Construction of a novel amphiphilic peptide paclitaxel rod micelle: Demonstrating that the nano-delivery system shape can affect the cellular uptake efficiency of paclitaxel and improve the therapeutic efficacy for breast cancer

Recent studies have shown that the morphology of nano-delivery systems has become a key factor affecting their anti-tumor effects. Although it has been demonstrated that rod-like nanoparticles are more easily absorbed by tumor cells, the application of rod-like nanoparticles is still limited by the lack of safe vector in vivo. In this study, a biocompatible amphiphilic peptide (IIQQQQ, I2Q4), was designed to form rod-like micelles. The key forces of the self-assembly mechanism were investigated. Driven by hydrogen bonds, the hydrophilic segment of the peptide formed a beta-sheet structure, and the molecules accumulated and extended along the side chain direction to form a rod-like structure.
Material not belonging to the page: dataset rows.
//! Aggregator tests: customer summaries and daily series construction.

use chrono::NaiveDate;
use spendscope_core::{
    aggregate::{
        build_daily_series, category_stats, merchant_stats, spending_by_city, spending_by_state,
        summarize_customers,
    },
    error::AnalysisError,
    normalize::Transaction,
};

fn txn(date: &str, account: &str, amount: f64, category: &str) -> Transaction {
    let day = NaiveDate::parse_from_str(date, "%Y-%m-%d").unwrap();
    let timestamp = day.and_hms_opt(12, 0, 0).unwrap();
    Transaction {
        timestamp,
        transaction_date: day,
        account_id: account.to_string(),
        amount,
        merchant: "Corner Store".to_string(),
        category: category.to_string(),
        city: "Springfield".to_string(),
        state: "IL".to_string(),
        transaction_id: format!("t-{account}-{date}-{amount}"),
    }
}

#[test]
fn summary_computes_sum_mean_and_count() {
    let txns = vec![
        txn("2024-01-01", "1", 5.0, "grocery_pos"),
        txn("2024-01-02", "1", 15.0, "grocery_pos"),
    ];
    let summary = summarize_customers(&txns);
    assert_eq!(summary.len(), 1);
    assert_eq!(summary[0].total_spending, 20.0);
    assert_eq!(summary[0].avg_spending, 10.0);
    assert_eq!(summary[0].transaction_count, 2);
}

#[test]
fn summary_is_sorted_by_account() {
    let txns = vec![
        txn("2024-01-01", "zeta", 1.0, "misc"),
        txn("2024-01-01", "alpha", 2.0, "misc"),
        txn("2024-01-01", "mid", 3.0, "misc"),
    ];
    let summary = summarize_customers(&txns);
    let ids: Vec<&str> = summary.iter().map(|s| s.account_id.as_str()).collect();
    assert_eq!(ids, vec!["alpha", "mid", "zeta"]);
}

#[test]
fn nan_amounts_count_as_zero_not_dropped() {
    let txns = vec![
        txn("2024-01-01", "1", 10.0, "misc"),
        txn("2024-01-02", "1", f64::NAN, "misc"),
    ];
    let summary = summarize_customers(&txns);
    assert_eq!(summary[0].total_spending, 10.0);
    assert_eq!(summary[0].avg_spending, 5.0);
    assert_eq!(summary[0].transaction_count, 2);
}

#[test]
fn daily_series_sums_per_calendar_day() {
    let txns = vec![
        txn("2024-01-01", "1", 10.0, "grocery_pos"),
        txn("2024-01-02", "1", 12.0, "grocery_pos"),
        txn("2024-01-03", "1", 1000.0, "grocery_pos"),
        txn("2024-01-02", "1", 3.0, "gas_transport"),
    ];
    let series = build_daily_series(&txns, "1", None).unwrap();
    assert_eq!(series.points.len(), 3);
    assert_eq!(series.points[0].amount, 10.0);
    assert_eq!(series.points[1].amount, 15.0); // 12 + 3 on the same day
    assert_eq!(series.points[2].amount, 1000.0);
}

#[test]
fn daily_series_is_ordered_even_from_unordered_input() {
    let txns = vec![
        txn("2024-01-03", "1", 3.0, "misc"),
        txn("2024-01-01", "1", 1.0, "misc"),
        txn("2024-01-02", "1", 2.0, "misc"),
    ];
    let series = build_daily_series(&txns, "1", None).unwrap();
    let dates: Vec<String> = series.points.iter().map(|p| p.date.to_string()).collect();
    assert_eq!(dates, vec!["2024-01-01", "2024-01-02", "2024-01-03"]);
}

#[test]
fn category_filter_narrows_the_series() {
    let txns = vec![
        txn("2024-01-01", "1", 10.0, "grocery_pos"),
        txn("2024-01-01", "1", 99.0, "gas_transport"),
    ];
    let series = build_daily_series(&txns, "1", Some("grocery_pos")).unwrap();
    assert_eq!(series.points.len(), 1);
    assert_eq!(series.points[0].amount, 10.0);
}

#[test]
fn days_without_transactions_are_absent() {
    let txns = vec![
        txn("2024-01-01", "1", 10.0, "misc"),
        txn("2024-01-05", "1", 20.0, "misc"),
    ];
    let series = build_daily_series(&txns, "1", None).unwrap();
    // No zero-fill for Jan 2-4.
    assert_eq!(series.points.len(), 2);
}

#[test]
fn empty_filter_is_an_empty_series_error() {
    let txns = vec![txn("2024-01-01", "1", 10.0, "grocery_pos")];
    let err = build_daily_series(&txns, "1", Some("travel")).unwrap_err();
    assert!(
        matches!(err, AnalysisError::EmptySeries { .. }),
        "expected EmptySeries, got {err:?}"
    );
    let err = build_daily_series(&txns, "999", None).unwrap_err();
    assert!(matches!(err, AnalysisError::EmptySeries { .. }));
}

#[test]
fn daily_series_is_idempotent() {
    let txns = vec![
        txn("2024-01-01", "1", 10.0, "misc"),
        txn("2024-01-02", "1", 12.0, "misc"),
    ];
    let first = build_daily_series(&txns, "1", None).unwrap();
    let second = build_daily_series(&txns, "1", None).unwrap();
    assert_eq!(first, second);
}

#[test]
fn breakdowns_sum_and_sort_descending() {
    let mut a = txn("2024-01-01", "1", 100.0, "grocery_pos");
    a.city = "Springfield".into();
    a.state = "IL".into();
    a.merchant = "Acme".into();
    let mut b = txn("2024-01-01", "2", 300.0, "travel");
    b.city = "Shelbyville".into();
    b.state = "MO".into();
    b.merchant = "Globex".into();
    let txns = vec![a, b];

    let cities = spending_by_city(&txns);
    assert_eq!(cities[0].city, "Shelbyville");
    assert_eq!(cities[0].total_spending, 300.0);

    let states = spending_by_state(&txns);
    assert_eq!(states[0].state, "MO");

    let cats = category_stats(&txns);
    assert_eq!(cats[0].category, "travel");
    assert_eq!(cats[0].transaction_volume, 1);

    let merchants = merchant_stats(&txns);
    assert_eq!(merchants[0].merchant, "Globex");
    assert_eq!(merchants[0].transaction_count, 1);
}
Using paclitaxel (PTX) as the model drug, a PTX rod-like nano-drug delivery system, PTX@I2Q4, was constructed. PTX exists in a randomly coiled state in the hydrophobic cavity formed by the peptide. Compared to PTX and spherical PTX albumin nanoparticles, PTX@I2Q4 showed higher entry efficiency and better antitumor effects in vivo and in vitro. This was mainly because PTX@I2Q4 not only allowed more efficient entry into cells via macro-pinocytosis, but also significantly prolonged the t1/2 of PTX. The results confirmed the feasibility of regulating the morphology of nanoparticles to improve the efficacy of PTX and provide a reference for further research on the influence of the morphology of the nano-drug delivery system on the efficacy of antitumor effects.